Stanley William Tracey  (30 December 1926 – 6 December 2013) was a British jazz pianist and composer, whose most important influences were Duke Ellington and Thelonious Monk. Tracey's best known recording is the 1965 album Jazz Suite Inspired by Dylan Thomas's "Under Milk Wood", which is based on the BBC radio drama Under Milk Wood, by Dylan Thomas.

Early career
The Second World War meant that Tracey had a disrupted formal education, and he became a professional musician at the age of sixteen as a member of an ENSA touring group playing the accordion, his first instrument. He joined Ralph Reader's Gang Shows at the age of nineteen, while in the RAF and formed a brief acquaintance with the comedian Tony Hancock. Later, in the early 1950s, he worked in groups on the transatlantic liners Queen Mary and Caronia and toured the UK in 1951 with Cab Calloway. By the mid-1950s, he had also taken up the vibraphone, but later ceased playing it. At this time he worked widely with leading British modernists, including drummer Tony Crombie, clarinettist Vic Ash, the saxophonist-arranger Kenny Graham and trumpeter Dizzy Reece.

In February 1957, he toured the United States with Ronnie Scott's group, and became the pianist with Ted Heath's Orchestra in September for two years (1958–59), including a US tour with singer Carmen McRae. Although Tracey disliked Heath's music, he gained a regular income and was well featured as a soloist on both piano and vibes, and contributed compositions and arrangements that stayed in the Heath book for many years. The following year he recorded his first album as leader, Showcase, for English Decca (also Heath's label) and Little Klunk in 1959; he had first recorded in 1952 with the trumpeter Kenny Baker. At Decca Records, Tracey met his future wife, Jackie Buckland (3 April 1929 – 13 August 2009); the couple had two children Clark and Sarah.

At Ronnie's and the Under Milk Wood LP
From March 1960 until about 1967 (some sources give 1968), Tracey was the house pianist at Ronnie Scott's Jazz Club in Soho, London, and he had the opportunity to accompany many of the leading musicians from the US who visited the club. Recordings of some of these performances appeared on LP, while others appeared on the Jazz House and Harkit labels, recorded by the journalist Les Tomkins, but with non-professional recording equipment. Which working at Scott's club, Tracey gained some high-profile admirers; Sonny Rollins asserted at one concert: "Does anyone here know how good he is?". It is Tracey on piano that film viewers hear behind Rollins on the soundtrack of the Michael Caine version of Alfie (1966).
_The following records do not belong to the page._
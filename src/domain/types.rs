//! Identifier newtypes mirroring the integer primary keys in storage.

use std::fmt;

use serde::{Deserialize, Serialize};

#[derive(
    Debug, Clone, Copy, PartialEq, Eq, Hash, PartialOrd, Ord, Serialize, Deserialize, sqlx::Type,
)]
#[sqlx(transparent)]
pub struct UserId(pub i64);

#[derive(
    Debug, Clone, Copy, PartialEq, Eq, Hash, PartialOrd, Ord, Serialize, Deserialize, sqlx::Type,
)]
#[sqlx(transparent)]
pub struct GroupId(pub i64);

#[derive(
    Debug, Clone, Copy, PartialEq, Eq, Hash, PartialOrd, Ord, Serialize, Deserialize, sqlx::Type,
)]
#[sqlx(transparent)]
pub struct PostId(pub i64);

#[derive(
    Debug, Clone, Copy, PartialEq, Eq, Hash, PartialOrd, Ord, Serialize, Deserialize, sqlx::Type,
)]
#[sqlx(transparent)]
pub struct CommentId(pub i64);

impl fmt::Display for UserId {
    fn fmt(&self, f: &mut fmt::Formatter<'_>) -> fmt::Result {
        write!(f, "{}", self.0)
    }
}

impl fmt::Display for GroupId {
    fn fmt(&self, f: &mut fmt::Formatter<'_>) -> fmt::Result {
        write!(f, "{}", self.0)
    }
}

impl fmt::Display for PostId {
    fn fmt(&self, f: &mut fmt::Formatter<'_>) -> fmt::Result {
        write!(f, "{}", self.0)
    }
}
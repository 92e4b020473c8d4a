use thiserror::Error;

#[derive(Debug, Error)]
pub enum DomainError {
    #[error("domain entity `{entity}` not found")]
    NotFound { entity: &'static str },
    #[error("domain validation failed: {message}")]
    Validation { message: String },
    #[error("permission denied: {message}")]
    PermissionDenied { message: String },
}

impl DomainError {
    pub fn not_found(entity: &'static str) -> Self {
        Self::NotFound { entity }
    }

    pub fn validation(message: impl Into<String>) -> Self {
        Self::Validation {
            message: message.into(),
        }
    }

    pub fn permission_denied(message: impl Into<String>) -> Self {
        Self::PermissionDenied {
            message: message.into(),
        }
    }
}

/// Uniform "find or NotFound" conversion for optional lookups.
///
/// Every repository lookup by identifier returns `Option<T>`; callers that
/// require the entity go through this trait so a missing group, user or post
/// always surfaces as the same typed error.
pub trait OrNotFound<T> {
    fn or_not_found(self, entity: &'static str) -> Result<T, DomainError>;
}

impl<T> OrNotFound<T> for Option<T> {
    fn or_not_found(self, entity: &'static str) -> Result<T, DomainError> {
        self.ok_or(DomainError::NotFound { entity })
    }
}
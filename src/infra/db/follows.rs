use async_trait::async_trait;

use crate::application::repos::{FollowsRepo, RepoError};
use crate::domain::types::UserId;

use super::{PostgresRepositories, map_sqlx_error};

#[async_trait]
impl FollowsRepo for PostgresRepositories {
    async fn insert_follow(&self, user: UserId, author: UserId) -> Result<bool, RepoError> {
        let result = sqlx::query(
            "INSERT INTO follows (user_id, author_id) VALUES ($1, $2) \
             ON CONFLICT ON CONSTRAINT follows_user_author_key DO NOTHING",
        )
        .bind(user)
        .bind(author)
        .execute(self.pool())
        .await
        .map_err(map_sqlx_error)?;
        Ok(result.rows_affected() == 1)
    }

    async fn delete_follow(&self, user: UserId, author: UserId) -> Result<bool, RepoError> {
        let result = sqlx::query("DELETE FROM follows WHERE user_id = $1 AND author_id = $2")
            .bind(user)
            .bind(author)
            .execute(self.pool())
            .await
            .map_err(map_sqlx_error)?;
        Ok(result.rows_affected() > 0)
    }

    async fn follow_exists(&self, user: UserId, author: UserId) -> Result<bool, RepoError> {
        sqlx::query_scalar::<_, bool>(
            "SELECT EXISTS (SELECT 1 FROM follows WHERE user_id = $1 AND author_id = $2)",
        )
        .bind(user)
        .bind(author)
        .fetch_one(self.pool())
        .await
        .map_err(map_sqlx_error)
    }
}
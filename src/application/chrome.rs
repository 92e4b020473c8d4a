use time::OffsetDateTime;

use crate::application::viewer::Viewer;
use crate::presentation::views::{LayoutChrome, ViewerView};

/// Builds the layout shared by every public page.
#[derive(Clone)]
pub struct ChromeService {
    site_title: String,
}

impl ChromeService {
    pub fn new(site_title: impl Into<String>) -> Self {
        Self {
            site_title: site_title.into(),
        }
    }

    pub fn load(&self, viewer: Option<&Viewer>) -> LayoutChrome {
        self.load_at(viewer, OffsetDateTime::now_utc())
    }

    pub fn load_at(&self, viewer: Option<&Viewer>, now: OffsetDateTime) -> LayoutChrome {
        LayoutChrome {
            site_title: self.site_title.clone(),
            viewer: viewer.map(|viewer| ViewerView {
                username: viewer.username.clone(),
            }),
            year: now.year(),
        }
    }
}

#[cfg(test)]
mod tests {
    use super::*;
    use crate::domain::types::UserId;
    use time::macros::datetime;

    #[test]
    fn footer_year_follows_clock() {
        let chrome = ChromeService::new("Yatube").load_at(None, datetime!(2031-06-01 0:00 UTC));
        assert_eq!(chrome.year, 2031);
        assert!(chrome.viewer.is_none());
    }

    #[test]
    fn viewer_is_exposed_to_layout() {
        let viewer = Viewer {
            id: UserId(1),
            username: "anna".to_string(),
        };
        let chrome = ChromeService::new("Yatube").load(Some(&viewer));
        assert_eq!(chrome.viewer.map(|v| v.username).as_deref(), Some("anna"));
    }
}
//! Username rules shared by the identity gate and the CLI.

use crate::domain::error::DomainError;

pub const USERNAME_MAX_CHARS: usize = 150;

/// Validate a username: 1–150 characters of letters, digits and `@.+-_`.
pub fn validate_username(raw: &str) -> Result<&str, DomainError> {
    let username = raw.trim();
    if username.is_empty() {
        return Err(DomainError::validation("username must not be empty"));
    }
    if username.chars().count() > USERNAME_MAX_CHARS {
        return Err(DomainError::validation(format!(
            "username must be at most {USERNAME_MAX_CHARS} characters"
        )));
    }
    if let Some(bad) = username
        .chars()
        .find(|c| !(c.is_alphanumeric() || matches!(c, '@' | '.' | '+' | '-' | '_')))
    {
        return Err(DomainError::validation(format!(
            "username contains unsupported character `{bad}`"
        )));
    }
    Ok(username)
}

#[cfg(test)]
mod tests {
    use super::*;

    #[test]
    fn accepts_common_usernames() {
        assert_eq!(validate_username("  leo.tolstoy+1 ").unwrap(), "leo.tolstoy+1");
        assert!(validate_username("автор").is_ok());
    }

    #[test]
    fn rejects_empty_and_spaced_usernames() {
        assert!(validate_username("   ").is_err());
        assert!(validate_username("two words").is_err());
        assert!(validate_username("slash/name").is_err());
    }

    #[test]
    fn rejects_overlong_usernames() {
        let name = "a".repeat(USERNAME_MAX_CHARS + 1);
        assert!(validate_username(&name).is_err());
    }
}
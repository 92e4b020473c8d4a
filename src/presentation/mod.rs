//! Server-rendered views and templates.

pub mod views;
However, the experience of working in Scott's club affected Tracey's health; the long hours led to him taking various illicit stimulants, and the low wages also meant that he had to take the workman's bus back home to Streatham at 3am.

At the same time, he became active too in Michael Horovitz's New Departures project, mixing poetry performances with jazz, where the musicians interacted spontaneously with the words. The New Departures group recorded an album in 1964 with saxophonist Bobby Wellins, a partnership that continued for several decades. Both men contributed original compositions to the album.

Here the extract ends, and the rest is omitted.